### YOUR GOAL
Go over the entries below line by line, copying each one that contains the word "failed".
--- RECORDS TO USE Enclosed Below ---
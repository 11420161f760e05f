//! Ranch server: wraps `ranch-core`'s state machine with an HTTP transport,
//! a config-file watcher, a Prometheus exporter, and graceful shutdown.
//!
//! Follows the teacher's deferred-startup shape (`network/module.rs`):
//! build shared state, bootstrap-reconcile (fatal on failure), spawn
//! background sweeps, then serve until a shutdown signal.

mod args;
mod config_watch;
mod http;
mod shutdown;
mod telemetry;

use std::sync::Arc;
use std::time::Duration;

use clap::Parser;
use tokio::net::TcpListener;
use tracing::{error, info, warn};

use ranch_core::{MemoryStorage, Ranch, SystemClock};

use crate::args::Cli;
use crate::config_watch::ConfigWatcher;
use crate::http::{build_router, AppState};
use crate::shutdown::ShutdownController;

#[tokio::main]
async fn main() -> anyhow::Result<()> {
    let cli = Cli::parse();
    telemetry::init_logging(cli.log_format);

    if let Err(err) = run(cli).await {
        error!(%err, "ranch-server exited with error");
        return Err(err);
    }
    Ok(())
}

async fn run(cli: Cli) -> anyhow::Result<()> {
    let config_text = std::fs::read_to_string(&cli.config_path)
        .map_err(|e| anyhow::anyhow!("failed to read config {}: {e}", cli.config_path.display()))?;
    let config: ranch_core::RanchConfig = serde_yaml::from_str(&config_text)?;

    let ranch = Arc::new(Ranch::new(
        Arc::new(MemoryStorage::new()),
        Arc::new(SystemClock),
    ));

    // Initial reconciliation failure is fatal at startup: never serve
    // traffic against a pool whose declared config we failed to apply.
    let report = ranch.bootstrap(&config)?;
    info!(?report, "bootstrap reconciliation complete");

    telemetry::install_metrics_exporter(cli.metrics_addr)?;

    let shutdown = Arc::new(ShutdownController::new());

    let reaper_handle = tokio::spawn(ranch_core::reaper::run(ranch.clone(), cli.reaper_interval));
    let gc_handle = tokio::spawn(ranch_core::gc::run(
        ranch.clone(),
        cli.gc_interval,
        chrono::Duration::from_std(cli.request_ttl).unwrap_or_default(),
    ));
    let watcher_handle = spawn_config_watcher(ranch.clone(), cli.config_path.clone());
    let metrics_handle = tokio::spawn(sample_metrics(ranch.clone(), shutdown.shutdown_receiver()));

    let state = AppState {
        ranch: ranch.clone(),
        shutdown: shutdown.clone(),
        request_ttl: chrono::Duration::from_std(cli.request_ttl).unwrap_or_default(),
    };
    let router = build_router(state);

    let listener = TcpListener::bind(cli.listen_addr).await?;
    info!(addr = %cli.listen_addr, "listening");
    shutdown.set_ready();

    let shutdown_signal = {
        let shutdown = shutdown.clone();
        async move {
            let _ = tokio::signal::ctrl_c().await;
            info!("shutdown signal received");
            shutdown.trigger_shutdown();
        }
    };

    axum::serve(listener, router)
        .with_graceful_shutdown(shutdown_signal)
        .await?;

    if !shutdown.wait_for_drain(Duration::from_secs(30)).await {
        warn!("drain timeout expired with requests still in flight");
    }

    reaper_handle.abort();
    gc_handle.abort();
    watcher_handle.abort();
    metrics_handle.abort();
    Ok(())
}

/// Publishes `ranch_pool_size` gauges every 10s until shutdown is signalled.
async fn sample_metrics(ranch: Arc<Ranch>, mut shutdown: tokio::sync::watch::Receiver<bool>) {
    let mut ticker = tokio::time::interval(Duration::from_secs(10));
    loop {
        tokio::select! {
            _ = ticker.tick() => {
                telemetry::record_pool_snapshots(&ranch.all_metric_snapshots());
            }
            _ = shutdown.changed() => return,
        }
    }
}

/// Polls the config file every second and re-reconciles on change. A
/// malformed edit is logged and skipped -- the previously reconciled pool
/// stays live rather than partially applying a rejected document.
fn spawn_config_watcher(
    ranch: Arc<Ranch>,
    config_path: std::path::PathBuf,
) -> tokio::task::JoinHandle<()> {
    tokio::spawn(async move {
        let watcher = match ConfigWatcher::new(&config_path) {
            Ok(w) => w,
            Err(err) => {
                warn!(%err, "config watcher failed to start; hot-reload disabled");
                return;
            }
        };
        let mut ticker = tokio::time::interval(Duration::from_secs(1));
        loop {
            ticker.tick().await;
            if !watcher.poll() {
                continue;
            }
            match std::fs::read_to_string(&config_path).and_then(|text| {
                serde_yaml::from_str::<ranch_core::RanchConfig>(&text)
                    .map_err(std::io::Error::other)
            }) {
                Ok(config) => match ranch.reconcile(&config) {
                    Ok(report) => info!(?report, "config reconciled after file change"),
                    Err(err) => warn!(%err, "rejected updated config, prior pool retained"),
                },
                Err(err) => warn!(%err, "failed to parse updated config, prior pool retained"),
            }
        }
    })
}
//! CLI surface, grounded on the teacher's sibling services' `args.rs`
//! (`clap::Parser` with `env` fallbacks for every flag so the broker can be
//! configured identically from a shell or a container's environment).

use std::net::SocketAddr;
use std::path::PathBuf;
use std::time::Duration;

use clap::Parser;

/// Ranch: a resource leasing broker.
#[derive(Parser, Debug, Clone)]
#[command(author, version, about, long_about = None)]
pub struct Cli {
    /// Address the HTTP transport binds to.
    #[arg(long, env = "RANCH_LISTEN_ADDR", default_value = "0.0.0.0:8080")]
    pub listen_addr: SocketAddr,

    /// Address the Prometheus exporter binds to.
    #[arg(long, env = "RANCH_METRICS_ADDR", default_value = "0.0.0.0:9090")]
    pub metrics_addr: SocketAddr,

    /// Path to the declarative pool config (YAML).
    #[arg(long, env = "RANCH_CONFIG_PATH")]
    pub config_path: PathBuf,

    /// How often the lease reaper sweeps for overdue leases.
    #[arg(long, env = "RANCH_REAPER_INTERVAL", default_value = "30s", value_parser = parse_duration)]
    pub reaper_interval: Duration,

    /// How often the request-queue GC sweeps for stale entries.
    #[arg(long, env = "RANCH_GC_INTERVAL", default_value = "60s", value_parser = parse_duration)]
    pub gc_interval: Duration,

    /// Age at which a queued request loses priority to any fresher request
    /// behind it in the same queue.
    #[arg(long, env = "RANCH_REQUEST_TTL", default_value = "30s", value_parser = parse_duration)]
    pub request_ttl: Duration,

    /// Log output format.
    #[arg(long, env = "RANCH_LOG_FORMAT", default_value = "pretty")]
    pub log_format: LogFormat,
}

#[derive(clap::ValueEnum, Debug, Clone, Copy, PartialEq, Eq)]
pub enum LogFormat {
    Pretty,
    Json,
}

fn parse_duration(raw: &str) -> Result<Duration, String> {
    humantime::parse_duration(raw).map_err(|e| e.to_string())
}

#[cfg(test)]
mod tests {
    use super::*;

    #[test]
    fn parses_minimal_required_args() {
        let cli = Cli::parse_from(["ranch-server", "--config-path", "ranch.yaml"]);
        assert_eq!(cli.config_path, PathBuf::from("ranch.yaml"));
        assert_eq!(cli.reaper_interval, Duration::from_secs(30));
        assert_eq!(cli.log_format, LogFormat::Pretty);
    }

    #[test]
    fn overrides_intervals_from_flags() {
        let cli = Cli::parse_from([
            "ranch-server",
            "--config-path",
            "ranch.yaml",
            "--reaper-interval",
            "10s",
            "--request-ttl",
            "1m",
        ]);
        assert_eq!(cli.reaper_interval, Duration::from_secs(10));
        assert_eq!(cli.request_ttl, Duration::from_secs(60));
    }
}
--- End of Enclosed RECORDS TO USE ---
### WRITTEN REPLY
        .map_err(|e| anyhow::anyhow!("failed to read config {}: {e}", cli.config_path.display()))?;
    // traffic against a pool whose declared config we failed to apply.
                warn!(%err, "config watcher failed to start; hot-reload disabled");
                Err(err) => warn!(%err, "failed to parse updated config, prior pool retained"),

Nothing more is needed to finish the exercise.